When she chewed through two computer cords in a matter of two days...it was touch and go there for a bit. LOL


----------



## SuperNova (May 1, 2011)

That is normal lol. She's still a young pup, it is normal for them to be iffy with commands as their attention spans are so short. It is good that you are taking her to obedience training now as a young pup as will aid for the future. Nip it in the bud so to speak.
Recall is IMO the most important command and I have seen soooo many dogs that are adults and do not come when called. 
You have to be smarter than the dog with this breed .


----------



## Konotashi (Jan 11, 2010)

If she runs off in the other direction and barks when you try to train her recall by walking away, I wouldn't take her out without a leash on.

Being 12 weeks, I doubt she's rebelling. She just needs a bit more guidance and she needs you to play a stronger leadership role.

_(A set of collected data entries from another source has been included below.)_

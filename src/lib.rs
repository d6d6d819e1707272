#![warn(clippy::all, clippy::pedantic)]
#![allow(clippy::module_name_repetitions)]

pub mod color;
pub mod graph;
pub mod math;
pub mod numeric;
pub mod random;
pub mod render;
pub mod scene;
pub mod shape;

use std::fmt;

use serde::Deserialize;
use serde::de::DeserializeOwned;
use wasm_bindgen::JsError;
use wasm_bindgen::prelude::*;
use web_sys::{CanvasRenderingContext2d, HtmlImageElement};

pub use color::{Color, ColorParseError};
pub use graph::{Graph, GraphOptions, NumberLine, OptionsError};
pub use math::{Mat2x2, Mat3x3, Mat4x4, Vec2, Vec3};
pub use random::Prng;
pub use render::{CanvasContext, CommandRecorder, DrawCommand, RenderContext, RenderError};
pub use scene::{Mesh3D, Scene3D, SceneOptions};
pub use shape::{Drawable, FunctionGraph, Shape2D, Sprite, Text2D};

cfg_if::cfg_if! {
    if #[cfg(all(feature = "console_error_panic_hook", target_arch = "wasm32"))] {
        #[wasm_bindgen(start)]
        pub fn initialize() {
            console_error_panic_hook::set_once();
            init_logger();
        }
    } else {
        #[wasm_bindgen(start)]
        pub fn initialize() {
            // no-op fallback when panic hook is disabled
            init_logger();
        }
    }
}

#[cfg(feature = "debug_logs")]
fn init_logger() {
    use log::LevelFilter;
    use wasm_bindgen_console_logger::DEFAULT_LOGGER;
    // a second initialize() keeps the logger that is already installed
    if log::set_logger(&DEFAULT_LOGGER).is_ok() {
        log::set_max_level(LevelFilter::Debug);
    }
}

#[cfg(not(feature = "debug_logs"))]
fn init_logger() {
    // no-op fallback when debug logs are disabled
}

#[cfg(all(feature = "parallel", target_arch = "wasm32"))]
#[wasm_bindgen]
pub async fn initialize_parallel(worker_count: Option<u32>) -> Result<(), JsError> {
    let threads = worker_count
        .map(|count| count.max(1) as usize)
        .or_else(|| {
            std::thread::available_parallelism()
                .map(|value| value.get())
                .ok()
        })
        .unwrap_or(1);

    wasm_bindgen_rayon::init_thread_pool(threads)
        .await
        .map_err(|err| JsError::new(&format!("kon rayon threadpool niet initialiseren: {err}")))
}

#[macro_export]
macro_rules! debug_log {
    ($($t:tt)*) => {{
        #[cfg(feature = "debug_logs")]
        {
            #[cfg(target_arch = "wasm32")]
            {
                ::web_sys::console::log_1(&::wasm_bindgen::JsValue::from_str(&format!($($t)*)));
            }
            #[cfg(not(target_arch = "wasm32"))]
            {
                println!("{}", format!($($t)*));
            }
        }
    }};
}

/// Getallijn-instellingen zoals ze vanuit JavaScript binnenkomen.
#[derive(Debug, Clone, Deserialize)]
#[serde(default)]
struct NumberLineOptions {
    step: f64,
    offset_x: f64,
    offset_y: f64,
    min: Option<f64>,
    max: Option<f64>,
    color: String,
    font: String,
}

impl Default for NumberLineOptions {
    fn default() -> Self {
        Self {
            step: 1.0,
            offset_x: 0.0,
            offset_y: 0.0,
            min: None,
            max: None,
            color: "black".to_owned(),
            font: "30px arial".to_owned(),
        }
    }
}

impl NumberLineOptions {
    fn into_number_line(self) -> Result<NumberLine, JsValue> {
        Ok(NumberLine {
            step: self.step,
            offset: Vec2::new(self.offset_x, self.offset_y),
            min: self.min.unwrap_or(f64::NEG_INFINITY),
            max: self.max.unwrap_or(f64::INFINITY),
            color: parse_color(&self.color)?,
            font: self.font,
        })
    }
}

/// Tekenoppervlak voor grafieken op een HTML-canvas.
#[wasm_bindgen]
pub struct CanvasPlot {
    graph: Graph<CanvasContext>,
}

#[wasm_bindgen]
impl CanvasPlot {
    /// Maak een plot op de gegeven 2D-context. `options` mag `undefined` zijn.
    #[wasm_bindgen(constructor)]
    pub fn new(ctx: CanvasRenderingContext2d, options: JsValue) -> Result<CanvasPlot, JsValue> {
        let options: GraphOptions = options_from_js(options)?;
        let context = CanvasContext::new(ctx).map_err(to_js_error)?;
        let graph = Graph::with_options(context, &options).map_err(to_js_error)?;
        debug_log!("CanvasPlot aangemaakt ({}x{})", options.width, options.height);
        Ok(CanvasPlot { graph })
    }

    #[wasm_bindgen(getter)]
    pub fn width(&self) -> f64 {
        self.graph.width()
    }

    #[wasm_bindgen(getter)]
    pub fn height(&self) -> f64 {
        self.graph.height()
    }

    pub fn set_size(&mut self, width: f64, height: f64) -> Result<(), JsValue> {
        if !(width.is_finite() && height.is_finite() && width > 0.0 && height > 0.0) {
            return Err(js_error("canvasgrootte moet positief en eindig zijn"));
        }
        self.graph.set_size(width, height);
        Ok(())
    }

    /// Zet de oorsprong in het midden van het canvas.
    pub fn center(&mut self) {
        self.graph.center();
    }

    pub fn set_translation(&mut self, x: f64, y: f64) {
        self.graph.set_translation(x, y);
    }

    pub fn translate(&mut self, x: f64, y: f64) {
        self.graph.translate(x, y);
    }

    pub fn set_scale(&mut self, x: f64, y: f64) -> Result<(), JsValue> {
        if !(x.is_finite() && y.is_finite()) || x == 0.0 || y == 0.0 {
            return Err(js_error("schaal moet eindig en niet nul zijn"));
        }
        self.graph.set_scale(x, y);
        Ok(())
    }

    pub fn scale(&mut self, x: f64, y: f64) {
        self.graph.scale(x, y);
    }

    /// Zet pixelcoördinaten (bijv. van een muisevent) om naar grafiekcoördinaten.
    pub fn to_graph(&self, px: f64, py: f64) -> Vec<f64> {
        let pos = self.graph.to_graph(px, py);
        vec![pos.x, pos.y]
    }

    pub fn clear_background(&mut self) {
        self.graph.clear_background();
    }

    pub fn fill_background(&mut self, color: &str) -> Result<(), JsValue> {
        let color = parse_color(color)?;
        self.graph.fill_background(&color);
        Ok(())
    }

    pub fn draw_axis(&mut self, line_width: Option<f64>, color: Option<String>) -> Result<(), JsValue> {
        let color = optional_color(color.as_deref(), Color::BLACK)?;
        self.graph
            .draw_axis(line_width.unwrap_or(graph::DEFAULT_AXIS_WIDTH), &color);
        Ok(())
    }

    pub fn draw_grid(&mut self, step: f64, line_width: Option<f64>, color: Option<String>) -> Result<(), JsValue> {
        let color = optional_color(color.as_deref(), Color::BLACK)?;
        self.graph.draw_grid(step, line_width.unwrap_or(1.0), &color);
        Ok(())
    }

    /// Getallen langs de x-as. `options` volgt `{ step, offset_x, offset_y, min, max, color, font }`.
    pub fn draw_number_line_x(&mut self, options: JsValue) -> Result<(), JsValue> {
        let options: NumberLineOptions = options_from_js(options)?;
        let line = options.into_number_line()?;
        self.graph.draw_number_line_x(&line).map_err(to_js_error)
    }

    pub fn draw_number_line_y(&mut self, options: JsValue) -> Result<(), JsValue> {
        let options: NumberLineOptions = options_from_js(options)?;
        let line = options.into_number_line()?;
        self.graph.draw_number_line_y(&line).map_err(to_js_error)
    }

    pub fn draw_line(&mut self, x1: f64, y1: f64, x2: f64, y2: f64, color: &str, line_width: Option<f64>) -> Result<(), JsValue> {
        let color = parse_color(color)?;
        self.graph.draw_line(
            Vec2::new(x1, y1),
            Vec2::new(x2, y2),
            &color,
            line_width.unwrap_or(shape::DEFAULT_LINE_WIDTH),
        );
        Ok(())
    }

    pub fn draw_arrow(&mut self, x1: f64, y1: f64, x2: f64, y2: f64, color: &str, line_width: Option<f64>) -> Result<(), JsValue> {
        let color = parse_color(color)?;
        self.graph.draw_arrow(
            Vec2::new(x1, y1),
            Vec2::new(x2, y2),
            &color,
            line_width.unwrap_or(shape::DEFAULT_LINE_WIDTH),
        );
        Ok(())
    }

    pub fn draw_point(&mut self, x: f64, y: f64, color: &str, radius: Option<f64>) -> Result<(), JsValue> {
        let color = parse_color(color)?;
        self.graph
            .draw_point(
                Vec2::new(x, y),
                &color,
                radius.unwrap_or(graph::DEFAULT_POINT_RADIUS),
            )
            .map_err(to_js_error)
    }

    pub fn draw_text(&mut self, text: &str, x: f64, y: f64, color: Option<String>, size: Option<f64>) -> Result<(), JsValue> {
        let mut label = Text2D::new(text, Vec2::new(x, y))
            .with_color(optional_color(color.as_deref(), Color::BLACK)?);
        if let Some(size) = size {
            label = label.with_size(size);
        }
        self.graph.draw_text(&label).map_err(to_js_error)
    }

    /// Teken `y = f(x)` voor een uitdrukking in `x` over het zichtbare bereik.
    pub fn plot_function(&mut self, expression: &str, color: &str, step: Option<f64>) -> Result<(), JsValue> {
        let color = parse_color(color)?;
        let function = self
            .graph
            .function_graph_expression(
                expression,
                color,
                step.unwrap_or(shape::DEFAULT_STEP),
                shape::DEFAULT_PRECISION,
            )
            .map_err(to_js_error)?;
        self.graph.draw_function_graph(&function);
        Ok(())
    }

    /// Teken een OBJ-model, gedraaid om de x-, y- en z-as (radialen).
    pub fn draw_obj(
        &mut self,
        obj: &str,
        color: &str,
        angle_x: f64,
        angle_y: f64,
        angle_z: f64,
        options: JsValue,
    ) -> Result<(), JsValue> {
        let color = parse_color(color)?;
        let options: SceneOptions = options_from_js(options)?;
        let mesh = Mesh3D::from_obj(obj, color).map_err(to_js_error)?;
        let matrix =
            Mat3x3::rotation_x(angle_x) * Mat3x3::rotation_y(angle_y) * Mat3x3::rotation_z(angle_z);
        let scene = Scene3D::with_options(vec![mesh], matrix, &options);
        self.graph.draw_scene3d(&scene);
        Ok(())
    }

    /// Registreer een geladen afbeelding onder `key` voor `draw_sprite`.
    pub fn register_texture(&mut self, key: &str, image: HtmlImageElement) {
        self.graph.context_mut().register_texture(key, image);
    }

    pub fn draw_sprite(
        &mut self,
        key: &str,
        x: f64,
        y: f64,
        width: f64,
        height: f64,
        angle: Option<f64>,
    ) -> Result<(), JsValue> {
        let mut sprite = Sprite::with_size(key, Vec2::new(x, y), Vec2::new(width, height));
        sprite.angle = angle.unwrap_or(0.0);
        self.graph.draw_sprite(&sprite).map_err(to_js_error)
    }
}

/// Teken assen en `y = f(x)` zonder canvas en geef de tekenopdrachten terug.
#[wasm_bindgen]
pub fn function_plot_commands(expression: &str, color: &str, options: JsValue) -> Result<JsValue, JsValue> {
    let options: GraphOptions = options_from_js(options)?;
    let color = parse_color(color)?;
    let recorder = CommandRecorder::new(options.width, options.height);
    let mut graph = Graph::with_options(recorder, &options).map_err(to_js_error)?;

    let function = graph
        .function_graph_expression(expression, color, shape::DEFAULT_STEP, shape::DEFAULT_PRECISION)
        .map_err(to_js_error)?;
    graph.draw_axis(graph::DEFAULT_AXIS_WIDTH, &Color::BLACK);
    graph.draw_function_graph(&function);

    let commands = graph.into_context().take_commands();
    serde_wasm_bindgen::to_value(&commands).map_err(|err| JsError::new(&err.to_string()).into())
}

/// Deterministische willekeurige kleur als `#rrggbb`.
#[wasm_bindgen]
pub fn random_color(seed: u32) -> String {
    let mut rng = Prng::new(u64::from(seed));
    random::random_color(&mut rng)
}

fn options_from_js<T: DeserializeOwned + Default>(value: JsValue) -> Result<T, JsValue> {
    if value.is_undefined() || value.is_null() {
        return Ok(T::default());
    }
    serde_wasm_bindgen::from_value(value).map_err(to_js_error)
}

fn parse_color(text: &str) -> Result<Color, JsValue> {
    text.parse().map_err(to_js_error)
}

fn optional_color(text: Option<&str>, fallback: Color) -> Result<Color, JsValue> {
    text.map_or(Ok(fallback), parse_color)
}

fn to_js_error<E: fmt::Display>(error: E) -> JsValue {
    js_error(&error.to_string())
}

fn js_error(message: &str) -> JsValue {
    #[cfg(target_arch = "wasm32")]
    {
        JsError::new(message).into()
    }
    #[cfg(not(target_arch = "wasm32"))]
    {
        let _ = message;
        JsValue::NULL
    }
}
use serde::{Deserialize, Serialize};
use thiserror::Error;

use crate::color::Color;
use crate::math::Vec3;

/// Failures while reading Wavefront OBJ text. Line numbers are 1-based.
#[derive(Debug, Error, Clone, PartialEq, Eq)]
pub enum ObjError {
    #[error("line {line}: vertex record needs three numeric coordinates")]
    InvalidVertex { line: usize },
    #[error("line {line}: invalid face index `{token}`")]
    InvalidIndex { line: usize, token: String },
    #[error("line {line}: vertex index {index} is out of range ({count} vertices defined)")]
    IndexOutOfRange { line: usize, index: i64, count: usize },
    #[error("line {line}: a face needs at least 3 vertices")]
    DegenerateFace { line: usize },
}

/// Planar polygon with a flat color.
#[derive(Debug, Clone, PartialEq, Serialize, Deserialize)]
pub struct Face3D {
    pub vertices: Vec<Vec3>,
    pub color: Color,
    /// `normalize((p2 - p0) x (p1 - p0))`.
    pub normal: Vec3,
}

impl Face3D {
    /// `None` for fewer than three vertices.
    #[must_use]
    pub fn new(vertices: Vec<Vec3>, color: Color) -> Option<Self> {
        let normal = face_normal(&vertices)?;
        Some(Self {
            vertices,
            color,
            normal,
        })
    }

    /// Mean z of the vertices, used as the painter's-algorithm depth.
    #[must_use]
    pub fn average_depth(&self) -> f64 {
        average_z(&self.vertices)
    }
}

pub(crate) fn face_normal(vertices: &[Vec3]) -> Option<Vec3> {
    match vertices {
        [p0, p1, p2, ..] => Some((*p2 - *p0).cross(*p1 - *p0).normalized()),
        _ => None,
    }
}

pub(crate) fn average_z(vertices: &[Vec3]) -> f64 {
    if vertices.is_empty() {
        return 0.0;
    }
    vertices.iter().map(|p| p.z).sum::<f64>() / vertices.len() as f64
}

#[derive(Debug, Clone, Default, PartialEq, Serialize, Deserialize)]
pub struct Mesh3D {
    pub faces: Vec<Face3D>,
}

impl Mesh3D {
    #[must_use]
    pub fn new(faces: Vec<Face3D>) -> Self {
        Self { faces }
    }

    /// Reads the `v` and `f` records of an OBJ document.
    ///
    /// Face entries may use the `v`, `v/vt`, `v//vn` and `v/vt/vn` forms;
    /// only the position index is used. Negative indices count back from the
    /// most recent vertex. Every other record type is ignored.
    pub fn from_obj(text: &str, color: Color) -> Result<Self, ObjError> {
        let mut vertices: Vec<Vec3> = Vec::new();
        let mut faces = Vec::new();

        for (index, raw_line) in text.lines().enumerate() {
            let line = index + 1;
            let mut tokens = raw_line.split_whitespace();
            match tokens.next() {
                Some("v") => vertices.push(parse_vertex(tokens, line)?),
                Some("f") => {
                    let corners = tokens
                        .map(|token| resolve_index(token, vertices.len(), line))
                        .collect::<Result<Vec<_>, _>>()?;
                    let face_vertices: Vec<Vec3> = corners.iter().map(|&i| vertices[i]).collect();
                    let face = Face3D::new(face_vertices, color)
                        .ok_or(ObjError::DegenerateFace { line })?;
                    faces.push(face);
                }
                _ => {}
            }
        }

        log::debug!(
            "OBJ parsed: {} vertices, {} faces",
            vertices.len(),
            faces.len()
        );
        Ok(Self { faces })
    }

    #[must_use]
    pub fn face_count(&self) -> usize {
        self.faces.len()
    }
}

fn parse_vertex<'a>(
    mut tokens: impl Iterator<Item = &'a str>,
    line: usize,
) -> Result<Vec3, ObjError> {
    let mut coordinate = || {
        tokens
            .next()
            .and_then(|token| token.parse::<f64>().ok())
            .ok_or(ObjError::InvalidVertex { line })
    };
    Ok(Vec3::new(coordinate()?, coordinate()?, coordinate()?))
}

fn resolve_index(token: &str, count: usize, line: usize) -> Result<usize, ObjError> {
    let position = token.split('/').next().unwrap_or(token);
    let index: i64 = position.parse().map_err(|_| ObjError::InvalidIndex {
        line,
        token: token.to_owned(),
    })?;

    let resolved = match index {
        0 => None,
        i if i > 0 => usize::try_from(i - 1).ok(),
        i => usize::try_from(count as i64 + i).ok(),
    };
    resolved
        .filter(|&i| i < count)
        .ok_or(ObjError::IndexOutOfRange { line, index, count })
}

I noticed you said she only doesn't listen when it's time to come in. When you call her back to you, does that mean her play time is over? If she knows that going back to you is no fun (go back inside), vs. playing outside and having fun, of course she'd rather be outside. When you call her to you, don't go straight inside. Praise her, then let her go run around some more.


----------



## Castlemaid (Jun 29, 2006)

Do you use treats? When training "In the house!" I run to the door, and open the door and throw a treat inside - my dogs just run to get in. I do this consistently at first, then ocassionaly afterwards, and completely phase out the treats after a year or so. We can be doing anything outside, in the middle of a huge game of tug or fetch, or the dogs could be completely focused on the people/dogs walking by, as soon as I say: "In the house!", they RUN to the door and wait for me to come and open it. 

It took longer to teach my rescue this, she just wasn't really tuned in to me or the concept that there were behaviours that I expected and that she was to comply - but the treats worked wonders. 

I too, would start by keeping Eva on leash so that she has no option to run off- set her up for success, manage her and plan ahead to give her the option to be good and to listen, don't give her the option decide on her own what she wants to do. 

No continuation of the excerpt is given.